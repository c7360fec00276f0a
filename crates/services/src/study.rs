//! Study controller: wires the pure session state machine to the backend and
//! to client-local storage.
//!
//! A [`StudySession`] holds everything for one content item. The
//! [`StudyController`] owns the services and performs the effects that state
//! transitions ask for.

use std::sync::Arc;

use chrono::{DateTime, Duration, Utc};
use rand::SeedableRng;
use rand::rngs::StdRng;
use storage::repository::{IntroRepository, Storage};
use study_core::Clock;
use study_core::debounce::{DebouncePolicy, Debouncer, Expiring};
use study_core::model::{
    ActiveRecallProgress, CardId, CardPatch, ContentId, DraftIdGenerator, Flashcard, KeyConcept,
    PersistedId, RatingBuckets, ReviewGrade, badge_label,
};
use study_core::session::{
    Action, AuthState, CardFilter, CardSetEditor, DisplayModifiers, EditError, Effect, ReturnTo,
    StudyMode, StudyState, active_recall_order, merge_cards, visible_cards,
};
use study_core::virtual_list::{Viewport, VirtualList};
use tracing::{debug, info};
use url::Url;

use crate::api::FlashcardApi;
use crate::commit::{CommitOutcome, CommitService};
use crate::config::ClientConfig;
use crate::error::StudyError;
use crate::grading::GradingService;
use crate::preferences::PreferencesService;

//
// ─── SESSION ───────────────────────────────────────────────────────────────────
//

/// Client state for one content item.
pub struct StudySession {
    pub state: StudyState,
    snapshot: Vec<Flashcard>,
    due: Vec<Flashcard>,
    deck: Vec<Flashcard>,
    key_concepts: Vec<KeyConcept>,
    progress: ActiveRecallProgress,
    drafts: DraftIdGenerator,
    pending_edits: Debouncer<CardId, CardPatch>,
    copied: Expiring<CardId>,
    copied_ttl: Duration,
    rng: StdRng,
}

impl StudySession {
    #[must_use]
    pub fn content_id(&self) -> &ContentId {
        self.state.content_id()
    }

    /// Last fetched cards, before pending edits.
    #[must_use]
    pub fn snapshot(&self) -> &[Flashcard] {
        &self.snapshot
    }

    /// Cards the display view walks through, in study order.
    #[must_use]
    pub fn deck(&self) -> &[Flashcard] {
        &self.deck
    }

    #[must_use]
    pub fn current_card(&self) -> Option<&Flashcard> {
        self.deck.get(self.state.index())
    }

    #[must_use]
    pub fn key_concepts(&self) -> &[KeyConcept] {
        &self.key_concepts
    }

    #[must_use]
    pub fn progress(&self) -> ActiveRecallProgress {
        self.progress
    }

    /// Badge text for a card's key concept.
    #[must_use]
    pub fn badge_for<'a>(&'a self, card: &Flashcard) -> Option<&'a str> {
        card.fields
            .key_concept
            .as_ref()
            .and_then(|reference| badge_label(&self.key_concepts, reference))
    }

    /// Manage-view operations on the snapshot and the pending edits.
    pub fn editor(&mut self) -> CardSetEditor<'_> {
        CardSetEditor::new(&self.snapshot, &mut self.state.edits)
    }

    /// Add a blank card below `anchor`.
    ///
    /// # Errors
    ///
    /// Returns `EditError::UnknownCard` if `anchor` is not rendered.
    pub fn insert_below(&mut self, anchor: &CardId, now: DateTime<Utc>) -> Result<CardId, EditError> {
        let mut editor = CardSetEditor::new(&self.snapshot, &mut self.state.edits);
        editor
            .insert_below(anchor, &mut self.drafts, now)
            .map(CardId::from)
    }

    /// Manage-view list: visible cards passing the display filters, reordered
    /// for active recall. Drafts stay listed so they can be filled in.
    #[must_use]
    pub fn manage_cards(&self) -> Vec<Flashcard> {
        let merged = merge_cards(&self.snapshot, &self.state.edits);
        let mut cards: Vec<Flashcard> = visible_cards(merged, &self.state.edits)
            .into_iter()
            .filter(|card| card.is_draft() || self.state.modifiers.matches(card))
            .collect();
        if self.state.mode() == StudyMode::ActiveRecall {
            active_recall_order(&mut cards, &self.state.modifiers);
        }
        cards
    }

    /// Only the manage cards intersecting `viewport`, with their positions.
    #[must_use]
    pub fn manage_window(&self, list: &VirtualList, viewport: Viewport) -> Vec<(usize, Flashcard)> {
        let cards = self.manage_cards();
        let range = list.window(cards.len(), viewport);
        cards
            .into_iter()
            .enumerate()
            .skip(range.start)
            .take(range.len())
            .collect()
    }

    /// Queue a field edit; it reaches the edit session once typing pauses.
    pub fn queue_edit(&mut self, id: CardId, patch: CardPatch, now: DateTime<Utc>) {
        self.pending_edits
            .push_merge(id, patch, now, |pending, newer| pending.merge(newer));
    }

    #[must_use]
    pub fn next_edit_deadline(&self) -> Option<DateTime<Utc>> {
        self.pending_edits.next_deadline()
    }

    /// Apply queued edits that have been quiet long enough.
    ///
    /// # Errors
    ///
    /// Returns `EditError` if a queued card no longer exists; remaining edits
    /// are still applied.
    pub fn flush_due_edits(&mut self, now: DateTime<Utc>) -> Result<usize, EditError> {
        let due = self.pending_edits.flush_due(now);
        self.apply_edits(due)
    }

    /// Apply every queued edit immediately.
    ///
    /// # Errors
    ///
    /// Same as [`StudySession::flush_due_edits`].
    pub fn flush_all_edits(&mut self) -> Result<usize, EditError> {
        let all = self.pending_edits.flush_all();
        self.apply_edits(all)
    }

    fn apply_edits(&mut self, edits: Vec<(CardId, CardPatch)>) -> Result<usize, EditError> {
        let count = edits.len();
        let mut editor = CardSetEditor::new(&self.snapshot, &mut self.state.edits);
        let mut first_error = None;
        for (id, patch) in edits {
            if let Err(err) = editor.update_card(&id, patch) {
                first_error.get_or_insert(err);
            }
        }
        match first_error {
            Some(err) => Err(err),
            None => Ok(count),
        }
    }

    /// Show the "copied" marker on `id` for a short while.
    pub fn mark_copied(&mut self, id: CardId, now: DateTime<Utc>) {
        self.copied.set(id, now, self.copied_ttl);
    }

    #[must_use]
    pub fn is_copied(&self, id: &CardId, now: DateTime<Utc>) -> bool {
        self.copied.get(now) == Some(id)
    }

    fn persisted_ids(&self) -> Vec<PersistedId> {
        self.snapshot
            .iter()
            .filter_map(|card| card.id.persisted().cloned())
            .collect()
    }

    /// Fast review walks the rendered list; active recall walks the due cards.
    fn rebuild_deck(&mut self) {
        let deck = match self.state.mode() {
            StudyMode::FastReview => {
                visible_cards(merge_cards(&self.snapshot, &self.state.edits), &self.state.edits)
            }
            StudyMode::ActiveRecall => self.due.clone(),
        };
        self.deck = self.state.modifiers.apply(deck, &mut self.rng);
    }
}

//
// ─── CONTROLLER ────────────────────────────────────────────────────────────────
//

/// Backend-facing orchestration for the flashcard screens.
#[derive(Clone)]
pub struct StudyController {
    api: Arc<dyn FlashcardApi>,
    intros: Arc<dyn IntroRepository>,
    clock: Clock,
    commit: CommitService,
    grading: GradingService,
    preferences: PreferencesService,
    sign_in_base: Option<Url>,
    edit_debounce: DebouncePolicy,
    copied_ttl: Duration,
    shuffle_seed: Option<u64>,
}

#### WHAT TO DO
Pull every line containing "StudyMode" from the material above.

#### WORKED SOLUTION
    StudyMode, StudyState, active_recall_order, merge_cards, visible_cards,
        if self.state.mode() == StudyMode::ActiveRecall {
            StudyMode::FastReview => {
            StudyMode::ActiveRecall => self.due.clone(),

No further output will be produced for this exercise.